Data supplied —
+++
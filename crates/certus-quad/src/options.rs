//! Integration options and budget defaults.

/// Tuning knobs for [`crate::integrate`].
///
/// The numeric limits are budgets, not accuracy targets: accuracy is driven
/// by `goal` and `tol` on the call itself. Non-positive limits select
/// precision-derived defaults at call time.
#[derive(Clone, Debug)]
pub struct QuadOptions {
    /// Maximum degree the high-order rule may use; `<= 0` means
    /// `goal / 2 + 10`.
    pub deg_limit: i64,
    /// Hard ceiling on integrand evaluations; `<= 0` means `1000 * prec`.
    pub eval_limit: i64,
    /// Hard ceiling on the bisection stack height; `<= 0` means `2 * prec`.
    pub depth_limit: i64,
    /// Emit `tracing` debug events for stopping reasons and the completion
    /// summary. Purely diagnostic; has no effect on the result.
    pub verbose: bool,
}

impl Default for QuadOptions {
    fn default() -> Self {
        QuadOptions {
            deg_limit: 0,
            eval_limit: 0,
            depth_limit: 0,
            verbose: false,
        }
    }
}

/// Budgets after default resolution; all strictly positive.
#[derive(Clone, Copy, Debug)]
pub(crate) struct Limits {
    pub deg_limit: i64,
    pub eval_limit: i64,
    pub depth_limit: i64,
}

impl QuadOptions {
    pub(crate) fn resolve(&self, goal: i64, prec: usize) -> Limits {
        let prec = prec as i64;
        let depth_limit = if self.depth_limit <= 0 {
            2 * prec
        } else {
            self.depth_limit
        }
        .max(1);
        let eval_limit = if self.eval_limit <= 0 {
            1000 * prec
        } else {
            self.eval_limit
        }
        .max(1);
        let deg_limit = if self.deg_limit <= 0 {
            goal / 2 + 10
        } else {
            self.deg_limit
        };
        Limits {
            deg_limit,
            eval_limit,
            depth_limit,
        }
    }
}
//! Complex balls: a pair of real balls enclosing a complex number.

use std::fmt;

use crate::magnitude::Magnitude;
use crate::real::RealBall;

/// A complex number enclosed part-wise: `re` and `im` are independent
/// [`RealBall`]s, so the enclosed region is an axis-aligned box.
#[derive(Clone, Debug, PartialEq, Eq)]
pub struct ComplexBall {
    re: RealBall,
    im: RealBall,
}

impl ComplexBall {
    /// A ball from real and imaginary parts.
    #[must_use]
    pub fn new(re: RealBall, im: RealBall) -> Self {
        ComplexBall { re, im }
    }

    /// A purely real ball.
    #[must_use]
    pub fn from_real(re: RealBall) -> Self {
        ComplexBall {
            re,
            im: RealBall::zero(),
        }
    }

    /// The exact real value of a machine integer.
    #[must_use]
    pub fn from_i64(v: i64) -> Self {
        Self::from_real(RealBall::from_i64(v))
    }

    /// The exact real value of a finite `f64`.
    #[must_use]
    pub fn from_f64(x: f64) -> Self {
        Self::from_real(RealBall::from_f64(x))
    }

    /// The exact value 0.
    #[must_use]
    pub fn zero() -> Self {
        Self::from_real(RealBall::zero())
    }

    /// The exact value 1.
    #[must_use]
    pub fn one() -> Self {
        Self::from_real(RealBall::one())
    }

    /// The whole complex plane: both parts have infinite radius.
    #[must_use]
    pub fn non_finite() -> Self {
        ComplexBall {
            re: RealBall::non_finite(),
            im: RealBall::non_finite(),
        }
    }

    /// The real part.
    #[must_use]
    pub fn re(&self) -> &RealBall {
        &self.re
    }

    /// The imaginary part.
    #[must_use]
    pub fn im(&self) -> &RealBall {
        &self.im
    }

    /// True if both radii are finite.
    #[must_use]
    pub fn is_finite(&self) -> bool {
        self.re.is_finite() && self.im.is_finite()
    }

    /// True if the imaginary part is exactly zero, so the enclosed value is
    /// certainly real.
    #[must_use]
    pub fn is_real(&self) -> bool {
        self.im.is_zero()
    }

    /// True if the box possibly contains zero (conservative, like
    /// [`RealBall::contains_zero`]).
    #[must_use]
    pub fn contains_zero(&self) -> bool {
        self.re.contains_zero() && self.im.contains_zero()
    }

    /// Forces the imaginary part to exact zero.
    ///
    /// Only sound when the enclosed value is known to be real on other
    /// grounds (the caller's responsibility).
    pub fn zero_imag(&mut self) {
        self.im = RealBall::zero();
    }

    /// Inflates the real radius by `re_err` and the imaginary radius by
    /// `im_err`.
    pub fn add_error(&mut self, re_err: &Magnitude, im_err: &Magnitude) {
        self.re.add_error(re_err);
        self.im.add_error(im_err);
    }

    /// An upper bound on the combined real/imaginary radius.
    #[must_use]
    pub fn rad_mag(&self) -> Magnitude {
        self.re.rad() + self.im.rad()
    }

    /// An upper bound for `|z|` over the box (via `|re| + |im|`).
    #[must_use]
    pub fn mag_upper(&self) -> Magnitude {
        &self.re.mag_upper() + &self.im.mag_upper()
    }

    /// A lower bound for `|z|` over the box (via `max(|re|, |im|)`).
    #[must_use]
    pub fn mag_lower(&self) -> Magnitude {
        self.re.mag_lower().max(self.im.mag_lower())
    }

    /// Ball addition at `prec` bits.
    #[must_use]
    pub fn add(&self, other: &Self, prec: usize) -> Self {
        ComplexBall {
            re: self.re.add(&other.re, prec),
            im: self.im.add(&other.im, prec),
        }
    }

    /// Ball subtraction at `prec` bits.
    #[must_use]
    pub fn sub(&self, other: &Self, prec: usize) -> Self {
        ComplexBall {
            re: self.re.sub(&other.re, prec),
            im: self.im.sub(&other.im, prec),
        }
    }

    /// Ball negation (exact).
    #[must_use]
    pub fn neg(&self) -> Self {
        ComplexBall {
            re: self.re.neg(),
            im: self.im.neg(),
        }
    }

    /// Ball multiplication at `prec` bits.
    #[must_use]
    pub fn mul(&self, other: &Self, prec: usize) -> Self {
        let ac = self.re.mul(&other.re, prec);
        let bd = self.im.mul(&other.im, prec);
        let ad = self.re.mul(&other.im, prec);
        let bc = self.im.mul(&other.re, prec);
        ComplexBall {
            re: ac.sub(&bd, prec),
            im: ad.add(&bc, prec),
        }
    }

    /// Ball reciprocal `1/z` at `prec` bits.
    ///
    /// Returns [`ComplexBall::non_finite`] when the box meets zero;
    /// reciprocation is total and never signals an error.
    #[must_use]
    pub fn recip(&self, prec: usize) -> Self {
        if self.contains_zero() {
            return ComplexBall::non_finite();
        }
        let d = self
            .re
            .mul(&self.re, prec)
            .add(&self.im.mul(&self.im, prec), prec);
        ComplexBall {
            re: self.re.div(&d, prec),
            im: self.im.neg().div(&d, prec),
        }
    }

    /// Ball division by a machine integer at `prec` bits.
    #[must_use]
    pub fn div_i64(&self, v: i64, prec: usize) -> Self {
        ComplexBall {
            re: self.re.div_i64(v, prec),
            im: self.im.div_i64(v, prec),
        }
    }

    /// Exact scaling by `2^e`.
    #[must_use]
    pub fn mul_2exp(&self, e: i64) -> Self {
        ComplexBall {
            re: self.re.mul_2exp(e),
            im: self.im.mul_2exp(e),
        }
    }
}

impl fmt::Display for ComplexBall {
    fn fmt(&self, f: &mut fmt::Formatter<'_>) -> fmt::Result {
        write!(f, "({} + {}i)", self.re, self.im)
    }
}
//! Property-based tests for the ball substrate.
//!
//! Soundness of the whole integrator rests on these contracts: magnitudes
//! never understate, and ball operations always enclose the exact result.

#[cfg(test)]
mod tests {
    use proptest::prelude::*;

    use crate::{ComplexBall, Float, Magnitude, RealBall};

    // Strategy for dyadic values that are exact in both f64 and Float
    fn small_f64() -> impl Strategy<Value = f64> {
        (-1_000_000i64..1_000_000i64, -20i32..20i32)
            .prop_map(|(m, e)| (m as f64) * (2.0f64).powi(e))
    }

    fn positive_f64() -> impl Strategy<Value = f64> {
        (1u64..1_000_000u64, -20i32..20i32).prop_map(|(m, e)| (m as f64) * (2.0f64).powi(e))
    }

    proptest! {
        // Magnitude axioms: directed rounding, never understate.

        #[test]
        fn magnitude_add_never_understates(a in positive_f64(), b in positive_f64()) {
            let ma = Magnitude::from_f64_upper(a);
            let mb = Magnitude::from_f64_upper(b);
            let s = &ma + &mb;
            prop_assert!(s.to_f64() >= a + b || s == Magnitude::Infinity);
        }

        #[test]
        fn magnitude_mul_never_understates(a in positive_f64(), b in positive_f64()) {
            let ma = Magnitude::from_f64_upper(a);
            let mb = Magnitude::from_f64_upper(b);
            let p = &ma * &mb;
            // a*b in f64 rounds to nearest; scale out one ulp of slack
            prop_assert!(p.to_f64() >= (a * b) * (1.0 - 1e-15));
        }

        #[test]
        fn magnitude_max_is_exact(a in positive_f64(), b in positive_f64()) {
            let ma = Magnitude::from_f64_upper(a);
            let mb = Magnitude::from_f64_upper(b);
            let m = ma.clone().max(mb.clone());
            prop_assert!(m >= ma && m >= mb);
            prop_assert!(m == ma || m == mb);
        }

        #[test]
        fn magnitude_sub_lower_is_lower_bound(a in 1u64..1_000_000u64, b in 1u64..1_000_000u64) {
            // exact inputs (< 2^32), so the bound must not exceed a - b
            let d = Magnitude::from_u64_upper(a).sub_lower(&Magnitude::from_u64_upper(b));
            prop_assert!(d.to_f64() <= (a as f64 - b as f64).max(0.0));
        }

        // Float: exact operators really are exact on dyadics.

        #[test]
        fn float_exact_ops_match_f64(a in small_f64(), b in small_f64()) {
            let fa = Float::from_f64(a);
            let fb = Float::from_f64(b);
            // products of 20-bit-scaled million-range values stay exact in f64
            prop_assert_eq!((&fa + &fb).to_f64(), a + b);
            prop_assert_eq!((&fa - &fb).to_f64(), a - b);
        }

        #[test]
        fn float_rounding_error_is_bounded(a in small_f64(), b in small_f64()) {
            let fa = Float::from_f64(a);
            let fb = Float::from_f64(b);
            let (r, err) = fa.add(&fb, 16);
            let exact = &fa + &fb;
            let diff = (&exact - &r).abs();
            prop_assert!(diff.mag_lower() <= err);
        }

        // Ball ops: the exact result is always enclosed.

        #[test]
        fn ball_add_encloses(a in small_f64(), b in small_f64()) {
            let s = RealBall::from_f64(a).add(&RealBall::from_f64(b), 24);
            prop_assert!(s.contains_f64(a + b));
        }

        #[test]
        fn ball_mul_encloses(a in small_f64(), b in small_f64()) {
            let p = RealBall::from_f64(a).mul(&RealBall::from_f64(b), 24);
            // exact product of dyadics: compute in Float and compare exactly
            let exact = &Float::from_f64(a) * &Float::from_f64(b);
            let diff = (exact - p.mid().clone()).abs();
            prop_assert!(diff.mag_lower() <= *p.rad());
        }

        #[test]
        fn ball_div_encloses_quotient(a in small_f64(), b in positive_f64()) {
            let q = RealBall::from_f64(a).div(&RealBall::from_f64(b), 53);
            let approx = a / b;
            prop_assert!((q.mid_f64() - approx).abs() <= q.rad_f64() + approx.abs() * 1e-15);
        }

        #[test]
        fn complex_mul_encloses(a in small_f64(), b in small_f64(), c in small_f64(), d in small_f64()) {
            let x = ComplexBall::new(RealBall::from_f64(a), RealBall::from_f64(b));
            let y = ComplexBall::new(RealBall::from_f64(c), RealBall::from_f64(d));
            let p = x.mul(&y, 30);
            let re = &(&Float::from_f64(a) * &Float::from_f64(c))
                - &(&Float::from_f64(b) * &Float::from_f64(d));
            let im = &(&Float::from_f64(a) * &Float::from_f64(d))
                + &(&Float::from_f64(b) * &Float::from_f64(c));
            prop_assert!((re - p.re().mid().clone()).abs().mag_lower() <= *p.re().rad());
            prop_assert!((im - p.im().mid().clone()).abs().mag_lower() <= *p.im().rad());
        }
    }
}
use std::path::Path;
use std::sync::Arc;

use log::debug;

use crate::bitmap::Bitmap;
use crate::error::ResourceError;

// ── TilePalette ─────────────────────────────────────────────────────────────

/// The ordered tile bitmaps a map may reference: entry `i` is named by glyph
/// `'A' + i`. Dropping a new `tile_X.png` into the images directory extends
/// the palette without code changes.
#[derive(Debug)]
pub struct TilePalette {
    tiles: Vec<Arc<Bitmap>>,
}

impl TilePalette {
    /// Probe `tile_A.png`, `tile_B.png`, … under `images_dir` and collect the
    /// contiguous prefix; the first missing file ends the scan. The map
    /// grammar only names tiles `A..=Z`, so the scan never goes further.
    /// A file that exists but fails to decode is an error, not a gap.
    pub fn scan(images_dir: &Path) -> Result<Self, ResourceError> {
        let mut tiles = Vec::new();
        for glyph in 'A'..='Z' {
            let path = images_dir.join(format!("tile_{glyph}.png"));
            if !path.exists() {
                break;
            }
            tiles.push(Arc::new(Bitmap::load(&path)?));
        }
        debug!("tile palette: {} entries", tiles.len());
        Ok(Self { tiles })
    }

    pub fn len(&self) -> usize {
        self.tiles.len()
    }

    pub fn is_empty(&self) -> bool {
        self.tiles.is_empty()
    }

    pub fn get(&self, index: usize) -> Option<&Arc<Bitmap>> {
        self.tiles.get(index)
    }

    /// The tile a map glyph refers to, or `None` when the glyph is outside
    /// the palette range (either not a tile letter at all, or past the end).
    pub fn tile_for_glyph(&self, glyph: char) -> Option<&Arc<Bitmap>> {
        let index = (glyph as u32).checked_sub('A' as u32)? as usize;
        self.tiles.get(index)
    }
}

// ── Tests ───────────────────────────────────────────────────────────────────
+++
What the task requires —
A verbatim transcription is needed of the lines above, starting at the line with "Maximum degree the" and ending at the line with "use crate::magnitude::Magnitude;", both included, and of nothing else.

Answer to the problem —
    /// Maximum degree the high-order rule may use; `<= 0` means
    /// `goal / 2 + 10`.
    pub deg_limit: i64,
    /// Hard ceiling on integrand evaluations; `<= 0` means `1000 * prec`.
    pub eval_limit: i64,
    /// Hard ceiling on the bisection stack height; `<= 0` means `2 * prec`.
    pub depth_limit: i64,
    /// Emit `tracing` debug events for stopping reasons and the completion
    /// summary. Purely diagnostic; has no effect on the result.
    pub verbose: bool,
}

impl Default for QuadOptions {
    fn default() -> Self {
        QuadOptions {
            deg_limit: 0,
            eval_limit: 0,
            depth_limit: 0,
            verbose: false,
        }
    }
}

/// Budgets after default resolution; all strictly positive.
#[derive(Clone, Copy, Debug)]
pub(crate) struct Limits {
    pub deg_limit: i64,
    pub eval_limit: i64,
    pub depth_limit: i64,
}

impl QuadOptions {
    pub(crate) fn resolve(&self, goal: i64, prec: usize) -> Limits {
        let prec = prec as i64;
        let depth_limit = if self.depth_limit <= 0 {
            2 * prec
        } else {
            self.depth_limit
        }
        .max(1);
        let eval_limit = if self.eval_limit <= 0 {
            1000 * prec
        } else {
            self.eval_limit
        }
        .max(1);
        let deg_limit = if self.deg_limit <= 0 {
            goal / 2 + 10
        } else {
            self.deg_limit
        };
        Limits {
            deg_limit,
            eval_limit,
            depth_limit,
        }
    }
}
//! Complex balls: a pair of real balls enclosing a complex number.

use std::fmt;

use crate::magnitude::Magnitude;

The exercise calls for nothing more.